Narra pun segera berlalu.
*
Narra mematung memandang Ardhan yang duduk di sofa lobby utama.
Tiba-tiba Ardhan menoleh dan tersenyum kearahnya.
Narra mendekat.
Ardhan beranjak berdiri.
"aku jemput kamu untuk makan siang bersama" katanya.
"tapi aku ada urusan" tolak Narra.
"bukannya kamu sudah janji akan memberi aku ruang untuk dekat dengan kamu dan tidak lagi menghindariku" katanya.
"kamu yang meminta begitu tapi aku belum setuju" Narra memandang Ardhan.
"ingat Na, semua yang terjadi itu bukan keinginanku. Aku terpaksa. Kamu masih pacarku" ujar Ardhan lagi.
"tapi aku tidak menganggapnya begitu" balas Narra.
Indra datang menghampiri Narra dan Ardhan yang berdebat.
"kita pergi Na" kata Indra tanpa menghiraukan Ardhan.
"Narra tidak akan pergi denganmu, dia akan bersamaku" balas Ardhan.
"kenapa kita tidak tanyakan pada Narra, dia mau pergi dengan siapa" balas Indra.
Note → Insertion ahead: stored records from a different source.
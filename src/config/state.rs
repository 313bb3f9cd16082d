// Application state module
// Holds configuration, the persistence capability and the fallback log

use std::sync::atomic::{AtomicBool, Ordering};

use super::types::Config;
use crate::contact::FallbackLog;
use crate::store::Persistence;

/// Application state
pub struct AppState {
    pub config: Config,

    /// Resolved once at startup; handlers branch on it per request
    pub persistence: Persistence,

    /// Submissions kept in memory when persistence is unavailable
    pub fallback: FallbackLog,

    // Cached config values for fast access without locks
    pub cached_access_log: AtomicBool,
}

impl AppState {
    /// Create `AppState`, resolving the persistence capability from config
    pub fn new(config: &Config) -> Self {
        Self::with_persistence(config, Persistence::resolve(&config.database))
    }

    /// Create `AppState` with an explicitly injected persistence capability
    pub fn with_persistence(config: &Config, persistence: Persistence) -> Self {
        Self {
            config: config.clone(),
            persistence,
            fallback: FallbackLog::new(),
            cached_access_log: AtomicBool::new(config.logging.access_log),
        }
    }

    pub fn access_log_enabled(&self) -> bool {
        self.cached_access_log.load(Ordering::Relaxed)
    }
}
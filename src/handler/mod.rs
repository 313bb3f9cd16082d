//! Request handler module
//!
//! Routing dispatch plus the individual endpoint handlers.

mod contact;
mod diagnostic;
mod general;
pub mod router;

// Re-export main entry point
pub use router::handle_request;
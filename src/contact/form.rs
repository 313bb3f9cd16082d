// Contact form model and validation

use chrono::{DateTime, SecondsFormat, Utc};
use serde::{Deserialize, Serialize};
use validator::{Validate, ValidationError, ValidationErrors};

pub const NAME_MIN: u64 = 2;
pub const NAME_MAX: u64 = 120;
pub const MESSAGE_MIN: u64 = 5;
pub const MESSAGE_MAX: u64 = 2000;

/// Contact form as posted by the client
#[derive(Debug, Clone, Deserialize, Validate)]
pub struct ContactForm {
    #[validate(length(min = NAME_MIN, max = NAME_MAX))]
    pub name: String,
    #[validate(email, custom(function = "validate_email_domain"))]
    pub email: String,
    #[serde(default)]
    pub company: Option<String>,
    #[validate(length(min = MESSAGE_MIN, max = MESSAGE_MAX))]
    pub message: String,
}

/// Require a dotted domain name after the `@`.
///
/// Single-label hosts (`jo@localhost`) and address literals (`jo@[127.0.0.1]`)
/// are refused. Addresses without a domain part are left to the email check.
fn validate_email_domain(email: &str) -> Result<(), ValidationError> {
    let Some((_, domain)) = email.rsplit_once('@') else {
        return Ok(());
    };
    if domain.is_empty() {
        return Ok(());
    }
    let dotted = domain
        .split('.')
        .all(|label| !label.is_empty())
        && domain.contains('.');
    if domain.starts_with('[') || !dotted {
        return Err(ValidationError::new("email"));
    }
    Ok(())
}

/// An accepted contact form, stamped by the server
#[derive(Debug, Clone, Serialize, PartialEq, Eq)]
pub struct ContactSubmission {
    pub name: String,
    pub email: String,
    pub company: Option<String>,
    pub message: String,
    #[serde(serialize_with = "serialize_timestamp")]
    pub created_at: DateTime<Utc>,
}

impl ContactSubmission {
    pub fn new(form: ContactForm, created_at: DateTime<Utc>) -> Self {
        Self {
            name: form.name,
            email: form.email,
            company: form.company,
            message: form.message,
            created_at,
        }
    }

    /// Document written to the `contact` collection
    pub fn to_document(&self) -> Result<serde_json::Value, serde_json::Error> {
        serde_json::to_value(self)
    }
}

fn serialize_timestamp<S: serde::Serializer>(ts: &DateTime<Utc>, s: S) -> Result<S::Ok, S::Error> {
    s.serialize_str(&ts.to_rfc3339_opts(SecondsFormat::Micros, false))
}

/// One entry of a 422 response's `detail` list
#[derive(Debug, Clone, Serialize, PartialEq, Eq)]
pub struct FieldError {
    pub loc: Vec<String>,
    pub msg: String,
    #[serde(rename = "type")]
    pub kind: String,
}

impl FieldError {
    fn new(loc: &[&str], msg: impl Into<String>, kind: &str) -> Self {
        Self {
            loc: loc.iter().map(ToString::to_string).collect(),
            msg: msg.into(),
            kind: kind.to_string(),
        }
    }
}

/// Parse and validate a request body.
///
/// Returns the accepted form, or every problem found as `detail` entries.
pub fn parse_form(body: &[u8]) -> Result<ContactForm, Vec<FieldError>> {
    let form: ContactForm = serde_json::from_slice(body).map_err(|e| vec![decode_error(&e)])?;
    form.validate().map_err(|e| field_errors(&e))?;
    Ok(form)
}

fn decode_error(err: &serde_json::Error) -> FieldError {
    use serde_json::error::Category;

    let text = err.to_string();
    match err.classify() {
        Category::Data => match missing_field(&text) {
            Some(field) => FieldError::new(&["body", field], "Field required", "missing"),
            None => FieldError::new(&["body"], text, "value_error"),
        },
        Category::Syntax | Category::Eof | Category::Io => {
            FieldError::new(&["body"], format!("JSON decode error: {text}"), "json_invalid")
        }
    }
}

/// Extract `name` from serde's "missing field `name` at line .." message
fn missing_field(text: &str) -> Option<&str> {
    let rest = text.strip_prefix("missing field `")?;
    rest.split('`').next()
}

fn field_errors(errors: &ValidationErrors) -> Vec<FieldError> {
    let mut out: Vec<FieldError> = errors
        .field_errors()
        .into_iter()
        .flat_map(|(field, errs)| {
            let field = field.to_string();
            errs.iter().map(move |e| describe(&field, e))
        })
        .collect();
    // HashMap order is unstable; keep responses deterministic
    out.sort_by(|a, b| a.loc.cmp(&b.loc));
    out
}

fn describe(field: &str, err: &ValidationError) -> FieldError {
    let bounds = match field {
        "name" => Some((NAME_MIN, NAME_MAX)),
        "message" => Some((MESSAGE_MIN, MESSAGE_MAX)),
        _ => None,
    };
    match (&*err.code, bounds) {
        ("length", Some((min, max))) => {
            let len = err
                .params
                .get("value")
                .and_then(serde_json::Value::as_str)
                .map_or(0, |v| u64::try_from(v.chars().count()).unwrap_or(u64::MAX));
            if len < min {
                FieldError::new(
                    &["body", field],
                    format!("String should have at least {min} characters"),
                    "string_too_short",
                )
            } else {
                FieldError::new(
                    &["body", field],
                    format!("String should have at most {max} characters"),
                    "string_too_long",
                )
            }
        }
        ("email", _) => FieldError::new(
            &["body", field],
            "value is not a valid email address",
            "value_error",
        ),
        (code, _) => FieldError::new(&["body", field], format!("invalid value ({code})"), "value_error"),
    }
}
"maaf, aku sudah janjian duluan dengan Indra. Ayo kita pergi" ajak Narra pada Indra.
Narra hendak berlalu tapi Ardhan menahan tangannya.
"kamu makan siang denganku" kata Ardhan dengan tatapan tajam.
Narra balas menatapnya.
"aku tidak harus mengikuti kata-katamu" tegasnya.
"kamu masih pacarku dan Andra itu bukan siapa-siapa karena kamu masih terikat sama aku" balas Ardhan dengan sedikit menaikan nada bicaranya.
Semua mata kini memandang kearah mereka.
"baiklah, aku makan siang denganmu tapi hanya kali ini" tegas Narra.
"maaf In, aku akan mengirim pesan" Narra memberi kode dengan anggukan kepalanya.
"baiklah, aku pamit" Indra beranjak pergi.
"terima kasih sayang, ayo kita pergi" Ardhan tersenyum penuh kemenangan.
Narra muak melihatnya.
*
Indra mengemudi menuju rumahnya. Dia sangat mengkhawatirkan kakaknya.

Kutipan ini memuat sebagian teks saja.